I think that John Paul II's legacy is the rolling back of the liberalizations instituted by the ecumenical council. Conservative elements in the church's hierarchy have been clamoring for this ever since the council had finished its work.

Notwithstanding that he stood with the "revolutionaries" against communism in Eastern Europe, he felt the church had no place in the cauldron of South American politics. Fighting for freedom is only "Catholic" if it is fighting against "godless" oppressors (or perhaps more specifically, non-Catholic oppressors).

His obsession with the cult of the Mary only emphasizes his complete lack of understanding of the role of sex in the church. Nowhere in the gospels does it say only unmarried celibate men shall be priests. Such "rules" were created during medieval times. Where the current church seems at the ready to condemn and vilify those who espouse a more enlightened approach to sexual issues, this pope clung to outmoded traditions spawned during a time of corruption for the church. His lack of any substantive response to the sexual abuse cases only highlights the real crisis in the Catholic Church, which is its inability to set forth any sort of coherent, principled and Christian morality of sexuality.

-- Charles Caldarola

I just read Joan Walsh's piece about her mother and the Catholic Church. One thing strikes me -- Ms. Walsh's ongoing anger toward... the church? the loss of her mother? some nutjob priest?

I am a very liberal, church-going Catholic. And I was by no means a John Paul II fan.

For a long time I stopped going to church -- 18 years.
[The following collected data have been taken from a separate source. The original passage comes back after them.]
//! MQTT broker session over embassy-net
//!
//! The rust-mqtt client is built once and owns a [`SharedSocket`]. When the
//! session drops, [`BrokerLink::connect`] resolves the broker again, aborts
//! and reopens the TCP socket, then repeats the MQTT handshake on the same
//! client.

use core::net::Ipv4Addr;

use co2ring_core::config::MqttConfig;
use co2ring_core::connectivity::MqttLink;
use embassy_net::dns::{self, DnsQueryType};
use embassy_net::tcp::{ConnectError, TcpSocket};
use embassy_net::{IpAddress, Stack};
use embassy_sync::blocking_mutex::raw::RawMutex;
use embassy_sync::mutex::Mutex;
use embassy_time::{Duration, Instant};
use log::{debug, info, warn};
use rust_mqtt::client::client::MqttClient;
use rust_mqtt::client::client_config::{ClientConfig, MqttVersion};
use rust_mqtt::packet::v5::publish_packet::QualityOfService;
use rust_mqtt::packet::v5::reason_codes::ReasonCode;
use rust_mqtt::utils::rng_generator::CountingRng;
use thiserror_no_std::Error;

use crate::shared_socket::SharedSocket;

const MAX_PROPERTIES: usize = 5;
/// Keep-alive negotiated with the broker, in seconds
const KEEP_ALIVE_S: u16 = 60;
/// Ping well inside the keep-alive window
const PING_INTERVAL: Duration = Duration::from_secs(KEEP_ALIVE_S as u64 / 2);
const SOCKET_TIMEOUT: Duration = Duration::from_secs(10);

#[derive(Error, Debug)]
pub enum BrokerError {
    #[error("could not resolve broker: {0:?}")]
    Dns(dns::Error),
    #[error("broker resolved to no address")]
    NoAddress,
    #[error("TCP connect failed: {0:?}")]
    Tcp(ConnectError),
    #[error("broker replied {0:?}")]
    Mqtt(ReasonCode),
}

pub struct BrokerLink<'a, M: RawMutex> {
    client: MqttClient<'a, SharedSocket<'a, M>, MAX_PROPERTIES, CountingRng>,
    socket: &'a Mutex<M, TcpSocket<'a>>,
    stack: Stack<'a>,
    host: &'a str,
    port: u16,
    connected: bool,
    last_activity: Instant,
}

impl<'a, M: RawMutex> BrokerLink<'a, M> {
    /// `write_buffer` bounds the largest packet the client can send.
    pub fn new(
        stack: Stack<'a>,
        socket: &'a Mutex<M, TcpSocket<'a>>,
        config: &MqttConfig<'a>,
        write_buffer: &'a mut [u8],
        recv_buffer: &'a mut [u8],
    ) -> Self {
        let mut client_config = ClientConfig::new(MqttVersion::MQTTv5, CountingRng(20_000));
        client_config.add_client_id(config.client_id);
        client_config.keep_alive = KEEP_ALIVE_S;
        client_config.max_packet_size = write_buffer.len() as u32;

        let write_len = write_buffer.len();
        let recv_len = recv_buffer.len();
        let client = MqttClient::new(
            SharedSocket::new(socket),
            write_buffer,
            write_len,
            recv_buffer,
            recv_len,
            client_config,
        );

        Self {
            client,
            socket,
            stack,
            host: config.host,
            port: config.port,
            connected: false,
            last_activity: Instant::now(),
        }
    }

    async fn resolve(&self) -> Result<IpAddress, BrokerError> {
        if let Ok(address) = self.host.parse::<Ipv4Addr>() {
            return Ok(IpAddress::Ipv4(address));
        }

        let addresses = self
            .stack
            .dns_query(self.host, DnsQueryType::A)
            .await
            .map_err(BrokerError::Dns)?;
        addresses.first().copied().ok_or(BrokerError::NoAddress)
    }

    async fn open_socket(&self, address: IpAddress) -> Result<(), BrokerError> {
        let mut socket = self.socket.lock().await;
        // Drop whatever is left of the previous session.
        socket.abort();
        let _ = socket.flush().await;

        socket.set_timeout(Some(SOCKET_TIMEOUT));
        socket
            .connect((address, self.port))
            .await
            .map_err(BrokerError::Tcp)
    }

    fn session_lost(&mut self, code: ReasonCode) -> BrokerError {
        self.connected = false;
        BrokerError::Mqtt(code)
    }
}

impl<M: RawMutex> MqttLink for BrokerLink<'_, M> {
    type Error = BrokerError;

    fn is_connected(&self) -> bool {
        // A held lock means a transfer is in flight on a live socket.
        self.connected
            && self
                .socket
                .try_lock()
                .map_or(true, |socket| socket.may_send())
    }

    async fn connect(&mut self) -> Result<(), Self::Error> {
        self.connected = false;

        let address = self.resolve().await?;
        debug!("Broker {} resolved to {}", self.host, address);
        self.open_socket(address).await?;

        if let Err(code) = self.client.connect_to_broker().await {
            return Err(self.session_lost(code));
        }

        info!("MQTT session open with {}:{}", self.host, self.port);
        self.connected = true;
        self.last_activity = Instant::now();
        Ok(())
    }

    async fn publish(&mut self, topic: &str, payload: &[u8]) -> Result<(), Self::Error> {
        if let Err(code) = self
            .client
            .send_message(topic, payload, QualityOfService::QoS0, false)
            .await
        {
            return Err(self.session_lost(code));
        }

        self.last_activity = Instant::now();
        Ok(())
    }

    async fn poll(&mut self) -> Result<(), Self::Error> {
        if !self.connected || self.last_activity.elapsed() < PING_INTERVAL {
            return Ok(());
        }

        if let Err(code) = self.client.send_ping().await {
            warn!("MQTT keep-alive ping failed");
            return Err(self.session_lost(code));
        }

        self.last_activity = Instant::now();
        Ok(())
    }
}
How and why I returned is immaterial here. The essential point for me is that I realized that I belonged at the table and chose to return and remain.
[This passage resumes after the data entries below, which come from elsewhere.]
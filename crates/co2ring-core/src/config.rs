//! Compile-time device configuration
//!
//! Everything the device needs to know is fixed at build time. Firmware fills
//! the credentials from the build environment and keeps the remaining
//! defaults.

use core::time::Duration;

use log::LevelFilter;
use serde::{Deserialize, Serialize};

use crate::connectivity::RetryPolicy;

pub const HOSTNAME: &str = "CO2_SENSOR";
pub const FIRMWARE_VERSION: &str = "1.0";

pub const MQTT_SERVER: &str = "mqtt.guiet.lan";
pub const MQTT_PORT: u16 = 1883;
pub const MQTT_CLIENT_ID: &str = "CO2SensorMqttClient";
pub const MQTT_TOPIC: &str = "guiet/co2sensor/1";

/// Pixels on the indicator ring
pub const LED_COUNT: usize = 24;
/// Global ring brightness, 0 (off) to 255
pub const BRIGHTNESS: u8 = 100;

/// Publish one record per minute
pub const PUBLISH_INTERVAL_MS: u32 = 60_000;

/// Connection attempts before the device restarts
pub const MAX_RETRY: u32 = 50;
pub const RETRY_DELAY_MS: u32 = 500;

/// CO2 band boundaries in ppm
pub const CO2_MEDIUM_PPM: u16 = 800;
pub const CO2_HIGH_PPM: u16 = 1200;
pub const CO2_CRITICAL_PPM: u16 = 2000;

#[derive(Serialize, Deserialize, Debug, Clone, Copy, PartialEq)]
#[serde(bound(deserialize = "'de: 'a"))]
pub struct Config<'a> {
    pub internet: InternetConfig<'a>,
    pub mqtt: MqttConfig<'a>,
    pub device: DeviceConfig<'a>,
}

#[derive(Serialize, Deserialize, Debug, Default, Clone, Copy, PartialEq, Eq)]
pub struct InternetConfig<'a> {
    pub ssid: &'a str,
    pub password: &'a str,
}

#[derive(Serialize, Deserialize, Debug, Clone, Copy, PartialEq, Eq)]
pub struct MqttConfig<'a> {
    pub host: &'a str,
    pub port: u16,
    pub client_id: &'a str,
    pub topic: &'a str,
}

#[derive(Serialize, Deserialize, Debug, Clone, Copy, PartialEq)]
pub struct DeviceConfig<'a> {
    pub hostname: &'a str,
    pub firmware: &'a str,
    pub brightness: u8,
    pub publish_interval_ms: u32,
    pub max_retry: u32,
    pub retry_delay_ms: u32,
    #[serde(skip, default = "default_log_level")]
    pub log_level: LevelFilter,
}

const fn default_log_level() -> LevelFilter {
    LevelFilter::Info
}

impl<'a> Config<'a> {
    /// Build the device configuration around a set of WiFi credentials.
    pub const fn with_credentials(ssid: &'a str, password: &'a str) -> Self {
        Self {
            internet: InternetConfig { ssid, password },
            mqtt: MqttConfig::DEFAULT,
            device: DeviceConfig::DEFAULT,
        }
    }
}

impl Default for Config<'_> {
    fn default() -> Self {
        Self::with_credentials("", "")
    }
}

impl MqttConfig<'static> {
    pub const DEFAULT: Self = Self {
        host: MQTT_SERVER,
        port: MQTT_PORT,
        client_id: MQTT_CLIENT_ID,
        topic: MQTT_TOPIC,
    };
}

impl Default for MqttConfig<'_> {
    fn default() -> Self {
        MqttConfig::DEFAULT
    }
}

impl DeviceConfig<'static> {
    pub const DEFAULT: Self = Self {
        hostname: HOSTNAME,
        firmware: FIRMWARE_VERSION,
        brightness: BRIGHTNESS,
        publish_interval_ms: PUBLISH_INTERVAL_MS,
        max_retry: MAX_RETRY,
        retry_delay_ms: RETRY_DELAY_MS,
        log_level: default_log_level(),
    };
}

impl Default for DeviceConfig<'_> {
    fn default() -> Self {
        DeviceConfig::DEFAULT
    }
}

impl DeviceConfig<'_> {
    pub const fn retry_policy(&self) -> RetryPolicy {
        RetryPolicy {
            max_attempts: self.max_retry,
            delay: Duration::from_millis(self.retry_delay_ms as u64),
        }
    }
}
These are the choices we all make. I guess I believe, foolishly or not, that I can do more from the inside rather than be on the outs. Ms. Walsh, I am sorry for what you have endured, but I think what you have written is a real stretch.

-- Fran Rossi

I live in France, where the press, as in the United States, has been relentless in its orgiastic praise of the late pope. But many of us remember his virulent opposition to birth control -- not just abortion -- his crushing of liberation theology in Latin America, and his violent opposition to any accommodation with homosexuals -- while remaining basically silent, as you point out, on the subject of pedophile priests.

Where was this "courageous" man during the years preceding WWII? He was raised in a small town in Poland which was, during his childhood, one-third Jewish. What did he do to save, protect or even to speak out for his childhood playmates? According to the press, he "prayed fervently": Perhaps this "courageous man" might more relevantly have joined the millions of his fellow Catholic Poles who "acted" to protect their fellow citizens.

To me, this pope was a hard-line reactionary, a defender of all that is backward, rigid and inhuman in the Catholic Church.

-- Michael Padnos

Like Joan Walsh, I find it difficult to mourn the pope, but I appreciate the good things about his papacy. Among those good things were his overtures to the Jews and his diplomatic recognition of the state of Israel. John Paul II was the most pro-Jewish pope in history. I hope Ms. Walsh finds that something to applaud.